Copy each line below that has "BackendUnavailable".

*** Opening of Excerpted data ***

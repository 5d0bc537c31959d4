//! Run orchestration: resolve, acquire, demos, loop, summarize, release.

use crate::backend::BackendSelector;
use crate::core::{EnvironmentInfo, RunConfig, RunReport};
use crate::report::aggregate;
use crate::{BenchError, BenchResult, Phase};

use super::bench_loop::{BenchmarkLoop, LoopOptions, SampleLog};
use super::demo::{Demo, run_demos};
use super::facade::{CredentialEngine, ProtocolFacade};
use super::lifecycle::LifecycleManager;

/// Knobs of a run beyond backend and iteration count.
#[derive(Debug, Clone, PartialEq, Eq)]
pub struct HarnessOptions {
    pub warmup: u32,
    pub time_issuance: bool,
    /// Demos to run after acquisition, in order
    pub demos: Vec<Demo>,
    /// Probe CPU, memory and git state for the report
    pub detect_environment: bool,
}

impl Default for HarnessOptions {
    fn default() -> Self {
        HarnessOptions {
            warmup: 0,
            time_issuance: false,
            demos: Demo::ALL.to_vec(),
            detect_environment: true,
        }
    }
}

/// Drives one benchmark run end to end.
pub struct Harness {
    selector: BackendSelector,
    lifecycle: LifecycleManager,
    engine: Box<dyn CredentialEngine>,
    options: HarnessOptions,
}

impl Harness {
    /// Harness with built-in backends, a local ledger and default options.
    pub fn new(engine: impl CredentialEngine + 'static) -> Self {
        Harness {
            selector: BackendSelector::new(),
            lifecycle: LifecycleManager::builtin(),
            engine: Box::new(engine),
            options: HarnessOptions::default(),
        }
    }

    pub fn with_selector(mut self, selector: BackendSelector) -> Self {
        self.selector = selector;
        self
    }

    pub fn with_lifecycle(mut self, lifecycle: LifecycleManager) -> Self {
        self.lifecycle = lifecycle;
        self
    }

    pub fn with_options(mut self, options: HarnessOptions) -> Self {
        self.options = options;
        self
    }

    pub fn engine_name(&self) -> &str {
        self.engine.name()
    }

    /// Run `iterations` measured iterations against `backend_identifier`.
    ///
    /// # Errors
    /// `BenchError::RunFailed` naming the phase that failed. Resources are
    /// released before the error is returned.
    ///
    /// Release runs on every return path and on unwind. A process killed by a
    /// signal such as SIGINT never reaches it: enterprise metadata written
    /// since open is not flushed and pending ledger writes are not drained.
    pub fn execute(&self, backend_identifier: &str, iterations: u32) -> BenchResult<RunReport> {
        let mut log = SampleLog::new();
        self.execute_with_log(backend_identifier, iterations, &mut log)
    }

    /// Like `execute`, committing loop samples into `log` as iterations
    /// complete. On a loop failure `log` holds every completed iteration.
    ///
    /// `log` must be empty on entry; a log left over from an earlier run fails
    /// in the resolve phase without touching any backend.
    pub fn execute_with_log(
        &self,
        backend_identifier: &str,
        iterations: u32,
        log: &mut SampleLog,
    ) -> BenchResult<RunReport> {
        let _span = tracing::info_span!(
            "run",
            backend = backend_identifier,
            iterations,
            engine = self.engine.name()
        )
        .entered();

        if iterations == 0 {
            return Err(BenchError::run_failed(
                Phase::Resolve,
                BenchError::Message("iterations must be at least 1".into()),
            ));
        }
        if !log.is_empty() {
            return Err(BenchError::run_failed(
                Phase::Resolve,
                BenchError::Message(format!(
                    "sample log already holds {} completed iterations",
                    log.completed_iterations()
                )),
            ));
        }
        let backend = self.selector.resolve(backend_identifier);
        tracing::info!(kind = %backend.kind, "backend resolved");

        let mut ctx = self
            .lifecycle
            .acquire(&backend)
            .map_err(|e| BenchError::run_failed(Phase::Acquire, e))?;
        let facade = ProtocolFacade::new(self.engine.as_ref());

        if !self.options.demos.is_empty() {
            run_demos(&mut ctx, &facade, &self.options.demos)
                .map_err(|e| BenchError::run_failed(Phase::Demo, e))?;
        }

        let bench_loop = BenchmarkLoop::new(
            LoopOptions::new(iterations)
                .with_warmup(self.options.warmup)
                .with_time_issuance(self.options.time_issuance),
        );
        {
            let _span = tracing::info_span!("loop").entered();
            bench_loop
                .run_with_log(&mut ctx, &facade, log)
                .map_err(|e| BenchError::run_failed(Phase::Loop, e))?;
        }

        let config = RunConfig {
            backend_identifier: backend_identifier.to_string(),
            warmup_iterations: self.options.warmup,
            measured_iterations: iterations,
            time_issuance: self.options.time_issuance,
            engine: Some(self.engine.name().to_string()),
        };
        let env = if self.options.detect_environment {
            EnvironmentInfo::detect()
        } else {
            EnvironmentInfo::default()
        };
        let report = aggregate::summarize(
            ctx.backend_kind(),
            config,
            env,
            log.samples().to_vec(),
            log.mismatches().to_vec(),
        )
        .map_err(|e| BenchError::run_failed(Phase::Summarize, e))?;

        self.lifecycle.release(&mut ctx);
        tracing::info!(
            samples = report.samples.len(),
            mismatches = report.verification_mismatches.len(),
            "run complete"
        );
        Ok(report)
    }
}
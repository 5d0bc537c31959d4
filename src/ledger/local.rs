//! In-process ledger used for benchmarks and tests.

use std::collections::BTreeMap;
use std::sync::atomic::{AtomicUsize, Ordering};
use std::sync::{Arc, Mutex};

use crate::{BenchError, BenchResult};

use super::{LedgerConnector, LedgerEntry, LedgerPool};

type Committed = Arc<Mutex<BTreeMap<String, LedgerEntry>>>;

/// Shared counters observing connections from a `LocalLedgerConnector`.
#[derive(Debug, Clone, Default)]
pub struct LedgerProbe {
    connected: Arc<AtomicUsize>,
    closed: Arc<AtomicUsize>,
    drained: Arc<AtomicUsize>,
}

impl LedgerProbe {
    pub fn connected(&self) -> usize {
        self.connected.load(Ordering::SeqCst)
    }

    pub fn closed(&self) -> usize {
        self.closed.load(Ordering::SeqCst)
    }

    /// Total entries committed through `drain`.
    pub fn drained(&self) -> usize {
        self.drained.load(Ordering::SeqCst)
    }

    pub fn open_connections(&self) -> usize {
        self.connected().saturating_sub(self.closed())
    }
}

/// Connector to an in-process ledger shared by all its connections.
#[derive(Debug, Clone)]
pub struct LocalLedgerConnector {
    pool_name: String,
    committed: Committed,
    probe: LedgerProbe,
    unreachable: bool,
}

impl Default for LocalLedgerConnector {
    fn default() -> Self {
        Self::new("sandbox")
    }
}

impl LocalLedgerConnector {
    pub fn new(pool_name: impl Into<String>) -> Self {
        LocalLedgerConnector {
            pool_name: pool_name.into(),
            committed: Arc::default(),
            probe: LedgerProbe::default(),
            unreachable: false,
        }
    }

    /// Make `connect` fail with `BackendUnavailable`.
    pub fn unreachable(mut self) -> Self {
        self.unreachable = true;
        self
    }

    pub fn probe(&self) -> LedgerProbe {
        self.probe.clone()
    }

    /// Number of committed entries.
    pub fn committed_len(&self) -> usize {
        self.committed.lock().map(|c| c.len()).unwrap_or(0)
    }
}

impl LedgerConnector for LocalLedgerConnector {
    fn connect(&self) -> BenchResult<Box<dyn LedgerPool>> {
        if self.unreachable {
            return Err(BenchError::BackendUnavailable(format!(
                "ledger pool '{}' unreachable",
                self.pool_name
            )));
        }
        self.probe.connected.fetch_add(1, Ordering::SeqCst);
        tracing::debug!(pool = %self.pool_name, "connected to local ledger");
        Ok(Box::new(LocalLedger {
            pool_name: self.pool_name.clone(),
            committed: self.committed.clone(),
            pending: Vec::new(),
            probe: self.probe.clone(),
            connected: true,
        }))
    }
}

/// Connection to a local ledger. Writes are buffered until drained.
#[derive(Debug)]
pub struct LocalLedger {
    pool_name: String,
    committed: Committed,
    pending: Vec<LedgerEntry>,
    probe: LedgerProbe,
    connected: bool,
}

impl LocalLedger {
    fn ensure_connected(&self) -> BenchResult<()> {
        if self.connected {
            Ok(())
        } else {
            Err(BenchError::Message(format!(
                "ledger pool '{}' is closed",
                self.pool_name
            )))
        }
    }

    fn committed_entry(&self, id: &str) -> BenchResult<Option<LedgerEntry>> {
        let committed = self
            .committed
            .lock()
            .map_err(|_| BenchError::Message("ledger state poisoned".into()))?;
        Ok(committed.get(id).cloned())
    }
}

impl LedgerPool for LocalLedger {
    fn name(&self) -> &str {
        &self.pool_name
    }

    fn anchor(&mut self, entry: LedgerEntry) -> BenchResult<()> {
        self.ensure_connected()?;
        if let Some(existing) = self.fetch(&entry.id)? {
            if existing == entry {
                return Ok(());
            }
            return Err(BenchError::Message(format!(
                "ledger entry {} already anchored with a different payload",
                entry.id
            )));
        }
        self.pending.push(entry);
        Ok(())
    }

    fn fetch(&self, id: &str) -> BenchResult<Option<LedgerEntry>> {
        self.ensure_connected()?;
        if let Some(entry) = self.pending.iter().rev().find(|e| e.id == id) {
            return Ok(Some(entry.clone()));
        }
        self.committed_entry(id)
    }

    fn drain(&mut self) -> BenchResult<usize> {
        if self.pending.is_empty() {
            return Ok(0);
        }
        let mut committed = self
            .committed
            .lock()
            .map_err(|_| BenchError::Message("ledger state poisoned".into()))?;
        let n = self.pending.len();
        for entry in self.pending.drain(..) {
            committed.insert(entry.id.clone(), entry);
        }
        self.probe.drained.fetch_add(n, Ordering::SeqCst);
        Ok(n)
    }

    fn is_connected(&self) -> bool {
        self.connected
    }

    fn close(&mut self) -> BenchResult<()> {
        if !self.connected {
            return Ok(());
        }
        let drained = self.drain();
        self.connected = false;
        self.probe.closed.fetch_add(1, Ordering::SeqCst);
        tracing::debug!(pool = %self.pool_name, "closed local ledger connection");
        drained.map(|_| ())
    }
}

*** Close of Excerpted data ***

> Solution for this problem
    /// Make `connect` fail with `BackendUnavailable`.
            return Err(BenchError::BackendUnavailable(format!(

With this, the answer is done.